The first task asks for an example showing that the epidemic may last arbitrarily long if some immunity is already present on the first day. A cycle suggests itself. Take three Mites $A,B,C$ arranged in a triangle. Suppose $A$ is sick on day $1$, $B$ is immune on day $1$, and $C$ is healthy. Then $C$ visits $A$ and becomes sick on day $2$. On day $2$, $A$ is immune, $C$ is sick, and $B$ is healthy, so $B$ visits $C$ and becomes sick on day $3$. On day $3$, $C$ is immune, $B$ is sick, and $A$ is healthy, so $A$ visits $B$ and becomes sick on day $4$. The pattern repeats forever. Thus immunity present at the start can indeed make endless circulation possible.
For the second task, one needs a quantity that changes monotonically. Let $t(v)$ denote the first day on which Mite $v$ becomes sick. Since nobody is immune on day $1$, every Mite who is not initially sick has never been sick before.
Suppose a Mite $v$ first becomes sick on day $k>1$. Then on day $k-1$ he was healthy and visited some sick friend $u$. Since $u$ was sick on day $k-1$, we have $t(u)\le k-1$. Can equality occur? No. If $t(u)=k-1$, then $u$ first became sick on day $k-1$ and is immune on day $k$, but this does not immediately relate to $v$.
A better observation is the following. Since $v$ is not immune on day $k-1$, he cannot have been sick on day $k-2$. Thus his first sickness is indeed day $k$. The infecting friend $u$ is sick on day $k-1$, hence $t(u)\le k-1<k=t(v)$. Therefore every newly infected Mite has a neighbor whose first infection day is strictly smaller.
This suggests orienting each Mite, except those sick on day $1$, toward one infecting friend from the preceding day. Then first infection times strictly decrease along each oriented edge. Hence directed cycles are impossible. The resulting graph is a forest. Every Mite can be infected at most once, because after first infection the same argument would assign two different first infection times. More directly, if a Mite became sick again, following predecessor edges from the second infection backward would eventually force a cycle in strictly decreasing times.
Perhaps there is an even simpler statement: first infection times are all distinct along predecessor chains and decrease by at least $1$ each step. Since there are only finitely many Mites, only finitely many first infections can occur. After the last first infection, can sickness continue through reinfections? That is the delicate point.
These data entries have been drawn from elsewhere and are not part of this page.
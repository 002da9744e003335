use mrv_canonical::{
    canonicalizer::Canonicalizer, compute_record_digest, verify_record_digest,
    CanonicalizationError, Digest, DigestAlg, HygieneStatus, HygieneWarning, SchemaVersion,
};
use serde_json::json;

fn make_canonicalizer() -> Canonicalizer {
    Canonicalizer::new(SchemaVersion::parse("1.0").unwrap())
}

#[test]
fn canonicalizer_produces_ordered_bytes() {
    let canonicalizer = make_canonicalizer();
    let value = json!({"b": 1, "a": {"nested": 2}});
    let result = canonicalizer.canonicalize(&value).unwrap();
    assert_eq!(result.bytes, br#"{"a":{"nested":2},"b":1}"#.to_vec());
    assert_eq!(result.report.status, HygieneStatus::Ok);
}

#[test]
fn key_insertion_order_is_discarded() {
    let canonicalizer = make_canonicalizer();
    let first: serde_json::Value =
        serde_json::from_str(r#"{"zeta":1,"alpha":2,"mid":{"b":true,"a":false}}"#).unwrap();
    let second: serde_json::Value =
        serde_json::from_str(r#"{"mid":{"a":false,"b":true},"alpha":2,"zeta":1}"#).unwrap();

    let a = canonicalizer.canonicalize(&first).unwrap();
    let b = canonicalizer.canonicalize(&second).unwrap();
    assert_eq!(a.bytes, b.bytes);
}

#[test]
fn zero_valued_floats_keep_their_decimal_point() {
    let canonicalizer = make_canonicalizer();
    let value = json!({"energy_kwh": 0.5, "co2_kg": 0.0});
    let result = canonicalizer.canonicalize(&value).unwrap();
    assert_eq!(result.bytes, br#"{"co2_kg":0.0,"energy_kwh":0.5}"#.to_vec());
}

#[test]
fn integers_and_floats_canonicalize_differently() {
    let canonicalizer = make_canonicalizer();
    let int_value: serde_json::Value = serde_json::from_str(r#"{"n":0}"#).unwrap();
    let float_value: serde_json::Value = serde_json::from_str(r#"{"n":0.0}"#).unwrap();

    let int_bytes = canonicalizer.canonicalize(&int_value).unwrap().bytes;
    let float_bytes = canonicalizer.canonicalize(&float_value).unwrap().bytes;
    assert_eq!(int_bytes, br#"{"n":0}"#.to_vec());
    assert_eq!(float_bytes, br#"{"n":0.0}"#.to_vec());
    assert_ne!(int_bytes, float_bytes);
}

#[test]
fn numeric_literal_spelling_does_not_matter() {
    let canonicalizer = make_canonicalizer();
    let spellings = [r#"{"x":0.5}"#, r#"{"x":0.50}"#, r#"{"x":5e-1}"#];
    let expected = canonicalizer
        .canonicalize(&serde_json::from_str(spellings[0]).unwrap())
        .unwrap()
        .bytes;
    for spelling in &spellings[1..] {
        let value: serde_json::Value = serde_json::from_str(spelling).unwrap();
        assert_eq!(canonicalizer.canonicalize(&value).unwrap().bytes, expected);
    }
}

#[test]
fn string_escaping_follows_the_fixed_rule() {
    let canonicalizer = make_canonicalizer();
    let value = json!({"s": "quote:\" slash:\\ tab:\t nul:\u{0} unicode:é"});
    let result = canonicalizer.canonicalize(&value).unwrap();
    assert_eq!(
        String::from_utf8(result.bytes).unwrap(),
        "{\"s\":\"quote:\\\" slash:\\\\ tab:\\t nul:\\u0000 unicode:é\"}"
    );
}

#[test]
fn arrays_preserve_element_order() {
    let canonicalizer = make_canonicalizer();
    let value = json!({"seq": [3, 1, 2], "flags": [true, null, false]});
    let result = canonicalizer.canonicalize(&value).unwrap();
    assert_eq!(
        result.bytes,
        br#"{"flags":[true,null,false],"seq":[3,1,2]}"#.to_vec()
    );
}

#[test]
fn empty_object_hashes_to_known_vector() {
    let canonicalizer = make_canonicalizer();
    let result = canonicalizer.canonicalize(&json!({})).unwrap();
    assert_eq!(result.bytes, b"{}".to_vec());
    assert_eq!(
        Digest::of_bytes(&result.bytes).hex,
        "44136fa355b3678a1146ad16f7e8649e94fb4fc21fe77e8310c060f61caaff8a"
    );
}

#[test]
fn record_with_unknown_schema_version_is_rejected() {
    let canonicalizer = make_canonicalizer();
    let record = json!({"schema_version": "9.7", "mrv_id": "MRV-001"});
    let err = canonicalizer.canonicalize_record(&record).unwrap_err();
    assert!(matches!(
        err,
        CanonicalizationError::UnsupportedSchemaVersion { .. }
    ));
}

#[test]
fn record_without_schema_version_is_rejected() {
    let canonicalizer = make_canonicalizer();
    let record = json!({"mrv_id": "MRV-001"});
    let err = canonicalizer.canonicalize_record(&record).unwrap_err();
    assert!(matches!(err, CanonicalizationError::MissingSchemaVersion));
}

#[test]
fn record_digest_is_deterministic() {
    let canonicalizer = make_canonicalizer();
    let record = json!({
        "schema_version": "1.0",
        "mrv_id": "MRV-001",
        "energy_emissions": {"energy_kwh": 0.5, "co2_kg": 0.0}
    });

    let first = compute_record_digest(&record, &canonicalizer).unwrap();
    let second = compute_record_digest(&record, &canonicalizer).unwrap();
    assert_eq!(first, second);
    assert!(verify_record_digest(&record, &first, &canonicalizer).unwrap());
}

#[test]
fn single_field_mutation_changes_the_digest() {
    let canonicalizer = make_canonicalizer();
    let original = json!({
        "schema_version": "1.0",
        "mrv_id": "MRV-001",
        "energy_emissions": {"energy_kwh": 0.5, "co2_kg": 0.0}
    });
    let mutated = json!({
        "schema_version": "1.0",
        "mrv_id": "MRV-001",
        "energy_emissions": {"energy_kwh": 0.50001, "co2_kg": 0.0}
    });

    let a = compute_record_digest(&original, &canonicalizer).unwrap();
    let b = compute_record_digest(&mutated, &canonicalizer).unwrap();
    assert_ne!(a, b);
    assert!(!verify_record_digest(&mutated, &a, &canonicalizer).unwrap());
}

#[test]
fn many_small_mutations_produce_distinct_digests() {
    let canonicalizer = make_canonicalizer();
    let mut seen = std::collections::HashSet::new();
    for i in 0..200u32 {
        let record = json!({
            "schema_version": "1.0",
            "mrv_id": "MRV-001",
            "energy_emissions": {"energy_kwh": 0.5 + f64::from(i) * 1e-6}
        });
        let digest = compute_record_digest(&record, &canonicalizer).unwrap();
        assert!(seen.insert(digest.hex), "digest collision at mutation {}", i);
    }
}

#[test]
fn digest_serializes_to_golden_json() {
    let digest = Digest::new(
        DigestAlg::Sha256,
        "44136fa355b3678a1146ad16f7e8649e94fb4fc21fe77e8310c060f61caaff8a",
    )
    .unwrap();

    assert_eq!(
        serde_json::to_string(&digest).unwrap(),
        r#"{"alg":"sha-256","hex":"44136fa355b3678a1146ad16f7e8649e94fb4fc21fe77e8310c060f61caaff8a"}"#
    );
}

#[test]
fn oversized_integers_canonicalize_with_a_lossy_warning() {
    let canonicalizer = make_canonicalizer();
    // 2^53 + 1: survives our round trip, but not a consumer that parses
    // numbers into f64.
    let value = json!({"big": 9007199254740993u64, "small": 42});
    let result = canonicalizer.canonicalize(&value).unwrap();
    assert_eq!(result.bytes, br#"{"big":9007199254740993,"small":42}"#.to_vec());
    assert_eq!(result.report.status, HygieneStatus::Lossy);
    assert_eq!(
        result.report.warnings,
        vec![HygieneWarning::new("IntegerPrecisionRisk")]
    );

    // In-range integers stay clean.
    let clean = canonicalizer.canonicalize(&json!({"n": 9007199254740992u64}));
    assert_eq!(clean.unwrap().report.status, HygieneStatus::Ok);
}

#[test]
fn hygiene_report_counts_numeric_fields() {
    let canonicalizer = make_canonicalizer();
    let value = json!({"ints": [1, 2], "floats": {"a": 1.5, "b": 0.0, "c": 2.25}});
    let result = canonicalizer.canonicalize(&value).unwrap();
    assert_eq!(result.report.metrics.get("integer_fields"), Some(&2));
    assert_eq!(result.report.metrics.get("float_fields"), Some(&3));
}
Consider a Mite first sick on day $k$. Any infection of that Mite must come from a sick friend on day $k-1$. Since day $k$ is the first sickness, every infection event determines the first sickness time. Thus if a Mite were sick again later, that later sickness would not be a first sickness and could not generate a new first infection chain. The crucial observation is that a Mite cannot be infected twice. If he were sick on days $a$ and $b>a$, let $b$ be the second sickness. To be infected on day $b$, he must have visited a sick friend on day $b-1$. Tracing infections backward from day $b$ produces a chain of strictly decreasing sickness days ending at day $1$. Then the Mite would already have appeared earlier in the chain, creating a contradiction with strict decrease of first sickness times.
A cleaner route is to define $t(v)$ as the first sickness day. Every noninitial Mite chooses an infecting friend $p(v)$ with $t(p(v))=t(v)-1$, because infection occurs the previous day. Thus first sickness days increase by exactly $1$ along edges away from roots. Each Mite receives a finite first sickness day, hence can become sick only on that day. Indeed, if $v$ were sick on a later day, that sickness would require an infecting chain ending at $v$ whose length exceeds $t(v)-1$, contradicting minimality of $t(v)$. Once each Mite is sick at most once, there are at most finitely many sick days altogether.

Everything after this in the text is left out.